> _Work task_
Copy nothing but the lines below running from the line containing "let resolver = *self;" through the line containing "while let Some(joined)", both end lines included.

> _Data extract_
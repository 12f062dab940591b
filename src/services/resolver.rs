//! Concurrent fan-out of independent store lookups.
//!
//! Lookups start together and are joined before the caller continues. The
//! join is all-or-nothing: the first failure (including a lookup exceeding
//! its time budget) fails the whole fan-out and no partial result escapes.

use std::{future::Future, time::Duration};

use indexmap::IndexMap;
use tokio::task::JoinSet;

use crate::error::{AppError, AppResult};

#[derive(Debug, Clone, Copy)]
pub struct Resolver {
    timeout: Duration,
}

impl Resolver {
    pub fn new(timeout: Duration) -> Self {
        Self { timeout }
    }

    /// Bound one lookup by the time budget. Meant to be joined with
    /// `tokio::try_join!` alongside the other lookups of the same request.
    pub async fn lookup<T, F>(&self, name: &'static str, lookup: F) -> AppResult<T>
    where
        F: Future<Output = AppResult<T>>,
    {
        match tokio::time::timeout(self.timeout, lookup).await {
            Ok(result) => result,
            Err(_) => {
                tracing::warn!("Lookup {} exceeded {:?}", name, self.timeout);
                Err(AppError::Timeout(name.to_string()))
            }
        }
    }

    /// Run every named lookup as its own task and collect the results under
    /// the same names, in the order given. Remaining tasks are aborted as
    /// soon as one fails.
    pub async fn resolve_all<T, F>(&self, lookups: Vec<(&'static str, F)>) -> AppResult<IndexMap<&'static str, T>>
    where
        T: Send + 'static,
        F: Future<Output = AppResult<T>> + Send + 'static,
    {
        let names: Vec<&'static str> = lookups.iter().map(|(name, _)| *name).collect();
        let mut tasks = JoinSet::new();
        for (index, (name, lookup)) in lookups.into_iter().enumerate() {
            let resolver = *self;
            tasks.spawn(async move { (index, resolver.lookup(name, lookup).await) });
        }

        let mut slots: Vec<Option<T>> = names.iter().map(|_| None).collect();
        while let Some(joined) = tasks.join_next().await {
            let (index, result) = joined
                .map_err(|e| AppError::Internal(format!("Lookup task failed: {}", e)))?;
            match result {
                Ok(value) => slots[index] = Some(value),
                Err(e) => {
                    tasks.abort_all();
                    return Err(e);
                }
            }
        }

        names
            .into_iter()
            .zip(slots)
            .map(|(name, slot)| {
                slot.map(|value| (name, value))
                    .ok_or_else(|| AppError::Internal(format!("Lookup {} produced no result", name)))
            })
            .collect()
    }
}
* * *
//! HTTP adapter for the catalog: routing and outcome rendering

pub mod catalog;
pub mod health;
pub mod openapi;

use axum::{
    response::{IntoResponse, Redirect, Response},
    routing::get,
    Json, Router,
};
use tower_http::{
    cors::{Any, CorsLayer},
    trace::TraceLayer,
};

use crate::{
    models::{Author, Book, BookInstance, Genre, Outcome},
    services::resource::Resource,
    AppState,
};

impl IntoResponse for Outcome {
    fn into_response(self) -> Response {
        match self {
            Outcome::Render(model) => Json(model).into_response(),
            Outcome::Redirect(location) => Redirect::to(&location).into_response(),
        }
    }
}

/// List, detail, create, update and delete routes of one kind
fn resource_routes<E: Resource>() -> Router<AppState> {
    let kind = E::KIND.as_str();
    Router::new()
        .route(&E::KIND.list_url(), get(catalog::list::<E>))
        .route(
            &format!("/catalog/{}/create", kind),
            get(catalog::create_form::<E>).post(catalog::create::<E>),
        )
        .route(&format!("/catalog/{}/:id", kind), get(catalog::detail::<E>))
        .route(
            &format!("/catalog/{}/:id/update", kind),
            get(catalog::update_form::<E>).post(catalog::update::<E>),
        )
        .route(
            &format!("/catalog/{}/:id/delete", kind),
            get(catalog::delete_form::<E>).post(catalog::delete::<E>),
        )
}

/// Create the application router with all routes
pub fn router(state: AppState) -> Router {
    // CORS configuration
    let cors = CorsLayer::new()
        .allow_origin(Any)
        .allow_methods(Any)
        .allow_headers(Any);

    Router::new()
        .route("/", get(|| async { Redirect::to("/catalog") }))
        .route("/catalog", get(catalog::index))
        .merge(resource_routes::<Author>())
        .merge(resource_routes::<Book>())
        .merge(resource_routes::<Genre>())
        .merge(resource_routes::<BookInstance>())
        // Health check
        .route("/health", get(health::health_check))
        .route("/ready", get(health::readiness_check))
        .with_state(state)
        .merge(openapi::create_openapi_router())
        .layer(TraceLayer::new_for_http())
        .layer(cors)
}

> _Completed task_
            let resolver = *self;
            tasks.spawn(async move { (index, resolver.lookup(name, lookup).await) });
        }

        let mut slots: Vec<Option<T>> = names.iter().map(|_| None).collect();
        while let Some(joined) = tasks.join_next().await {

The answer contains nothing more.